Back in May 1996 I had a dream in which I was murdered, or at least that was the sense I woke up with. But it wasn't me, it was someone else I knew was me. The dying itself I couldn't remember.

I joked with my friends about it being a past life. They took the notion seriously. I wrote a short story based on this character from this dream, in a way I gave form to her being. She became Clara.

I've just looked back at the journal I wrote at this time.

May 31, 1996 I keep having this image from a dream from several days ago come into consciousness. I am in a house, bare floor boards, no furniture. Front door opens into a front room and other rooms branch off. Money has been stashed here from a heist or laundered money. Stacks and stacks. I have come here with others to pick up the money. Big, dangerous men, not ones you want to cross.

Now I see me/her. She is a wispy thing, blond hair, thin, dressed in a shifty thing like a night gown. Barely more than a child, she is more like the property of one of the men than a member of the gang. She participates fully yet like a frightened muskrat, fully expecting at any moment to be hit or hurt or killed.


A week later I went on sesshin. During this time in my life I was attending just about every one I could. I wrote in a journal throughout during rest and reflection periods. I was grappling with the feeling of separateness. "How can I ever be anything but self-contained? How can I feel the truth of not-two?" I became irritated by Gyokuko in sanzen, which is a very special container created between teacher, student, and ritual that allows the dharma to surface and flow freely. I felt she was treating me like a beginner. She said I needed to find the place in myself where I was truly OK. I thought I had. She said, "I think you've touched the surface, you haven't reached the depths you can go. You're trying to be small, no, trying is judging...this is not a criticism. You're too hard on yourself.

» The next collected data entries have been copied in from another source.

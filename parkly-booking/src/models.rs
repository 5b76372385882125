use chrono::{DateTime, Utc};
use serde::{Deserialize, Serialize};
use uuid::Uuid;

/// Booking status in the lifecycle.
#[derive(Debug, Clone, Copy, Serialize, Deserialize, PartialEq, Eq)]
#[serde(rename_all = "lowercase")]
pub enum BookingStatus {
    Pending,
    Confirmed,
    Cancelled,
    Completed,
    Failed,
}

impl BookingStatus {
    pub fn as_str(&self) -> &'static str {
        match self {
            BookingStatus::Pending => "pending",
            BookingStatus::Confirmed => "confirmed",
            BookingStatus::Cancelled => "cancelled",
            BookingStatus::Completed => "completed",
            BookingStatus::Failed => "failed",
        }
    }

    pub fn parse(s: &str) -> Option<Self> {
        match s {
            "pending" => Some(BookingStatus::Pending),
            "confirmed" => Some(BookingStatus::Confirmed),
            "cancelled" => Some(BookingStatus::Cancelled),
            "completed" => Some(BookingStatus::Completed),
            "failed" => Some(BookingStatus::Failed),
            _ => None,
        }
    }

    /// Terminal states reject further mutation via the cancellation path.
    pub fn is_terminal(&self) -> bool {
        matches!(self, BookingStatus::Cancelled | BookingStatus::Completed)
    }
}

#[derive(Debug, Clone, Copy, Serialize, Deserialize, PartialEq, Eq)]
#[serde(rename_all = "lowercase")]
pub enum PaymentStatus {
    Pending,
    Paid,
    Failed,
    Refunded,
}

impl PaymentStatus {
    pub fn as_str(&self) -> &'static str {
        match self {
            PaymentStatus::Pending => "pending",
            PaymentStatus::Paid => "paid",
            PaymentStatus::Failed => "failed",
            PaymentStatus::Refunded => "refunded",
        }
    }

    pub fn parse(s: &str) -> Option<Self> {
        match s {
            "pending" => Some(PaymentStatus::Pending),
            "paid" => Some(PaymentStatus::Paid),
            "failed" => Some(PaymentStatus::Failed),
            "refunded" => Some(PaymentStatus::Refunded),
            _ => None,
        }
    }
}

/// One reservation attempt and its payment lifecycle. `hours` and
/// `total_amount` are server-computed; nothing here is trusted from the
/// caller except the time window and references.
#[derive(Debug, Clone, Serialize, Deserialize)]
pub struct Booking {
    pub id: Uuid,
    pub user_id: Uuid,
    pub parking_spot_id: Uuid,
    pub car_id: Option<Uuid>,
    pub start_time: DateTime<Utc>,
    pub end_time: DateTime<Utc>,
    pub hours: i64,
    /// Major currency units.
    pub total_amount: i64,
    pub status: BookingStatus,
    pub payment_status: PaymentStatus,
    pub order_id: Option<String>,
    pub payment_id: Option<String>,
    pub payment_signature: Option<String>,
    pub booking_code: String,
    pub special_requests: Option<String>,
    pub failure_reason: Option<String>,
    pub cancellation_reason: Option<String>,
    pub cancelled_at: Option<DateTime<Utc>>,
    pub created_at: DateTime<Utc>,
    pub updated_at: DateTime<Utc>,
}

/// Validated input for creating a booking record, produced by the handler
/// after quoting.
#[derive(Debug, Clone)]
pub struct NewBooking {
    pub user_id: Uuid,
    pub parking_spot_id: Uuid,
    pub car_id: Option<Uuid>,
    pub start_time: DateTime<Utc>,
    pub end_time: DateTime<Utc>,
    pub hours: i64,
    pub total_amount: i64,
    pub special_requests: Option<String>,
}

impl Booking {
    pub fn new(input: NewBooking) -> Self {
        let now = Utc::now();
        Self {
            id: Uuid::new_v4(),
            user_id: input.user_id,
            parking_spot_id: input.parking_spot_id,
            car_id: input.car_id,
            start_time: input.start_time,
            end_time: input.end_time,
            hours: input.hours,
            total_amount: input.total_amount,
            status: BookingStatus::Pending,
            payment_status: PaymentStatus::Pending,
            order_id: None,
            payment_id: None,
            payment_signature: None,
            booking_code: crate::code::generate(),
            special_requests: input.special_requests,
            failure_reason: None,
            cancellation_reason: None,
            cancelled_at: None,
            created_at: now,
            updated_at: now,
        }
    }

    pub fn mark_confirmed(&mut self, payment_id: String, signature: String) {
        self.status = BookingStatus::Confirmed;
        self.payment_status = PaymentStatus::Paid;
        self.payment_id = Some(payment_id);
        self.payment_signature = Some(signature);
        self.updated_at = Utc::now();
    }

    pub fn mark_failed(&mut self, reason: String) {
        self.status = BookingStatus::Failed;
        self.payment_status = PaymentStatus::Failed;
        self.failure_reason = Some(reason);
        self.updated_at = Utc::now();
    }

    pub fn mark_cancelled(&mut self, reason: Option<String>) {
        self.status = BookingStatus::Cancelled;
        self.cancellation_reason = reason;
        self.cancelled_at = Some(Utc::now());
        self.updated_at = Utc::now();
    }
}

You think you don't deserve it."

I kept pressing on this question. "Do I think I've gone into that place of truly OK?" and my answer was "oh yes." (This, by the way, is an excellent example of the Soto Zen view of the koan arising in daily life.) I returned to sanzen with Gyokuko and told her about Clara. It made sense to her then. She said working on past lives was Bodhisattva work. She gave me a way to work with it, telling me past life karma work was much like this current life karma work, "unraveling the karmic threads." After that encounter, I realized she'd been right, "I haven't felt truly OK to that depth: I have to find that truly OK sense of self in past lives too." This occurred during the evening meditation.

Thursday, June 6, 1996, from quick note before bed: Then, during Vespers I sang along with and to Clara, and I felt she felt more than I ever have the compassion and acceptance of those verses. She rejoices. I cried at her rejoicing. [Om to the One Who leaps beyond all fear! Having adored Thee, may I enter into the heart of the Noble, Adored Kanzeon! Thy life is the completion of meaning; It is pure, it is that which makes all beings victorious and cleanses the path of all existence]

Friday, June 7, 1996, 1:15 pm: As she integrates I feel the presence of Clara practicing right along with me. I feel in her the pleasure of beginner's mind, feeling the soft touch of this compassionate practice. Sometimes I feel I have to say to her, "I'm doing this practice," because she is having a beginner's reaction to it, many of the reactions I've long been through: wanting to do it all; feeling irritated at having to do some things. I feel as though I've had some small very tiny glimpse into the world of a person with multiple personalities.


In the years to come, whenever someone would tell me they just loved my voice when we sang Vespers, I've always felt it was Clara they were hearing.

It is good I have looked back at this. I now have an answer to that nagging question of separateness: love. I hadn't yet experienced that love that swept away all notion of self. I have now.

It was very important to me at this time to work through this as a past life, to experience Clara as a separate self. In the years since, she has informed my understanding of multitudes of selves, no one permanent self, no unchanging self, many heaps of selves arising and falling.

When I met the man who was to become my husband, and he scoffed at the notion of past lives, I had to concede I couldn't really know if it was actually a past physical life, but that it had been useful and important to me at that time to believe it that. The karmic work I had done would not have been as powerful.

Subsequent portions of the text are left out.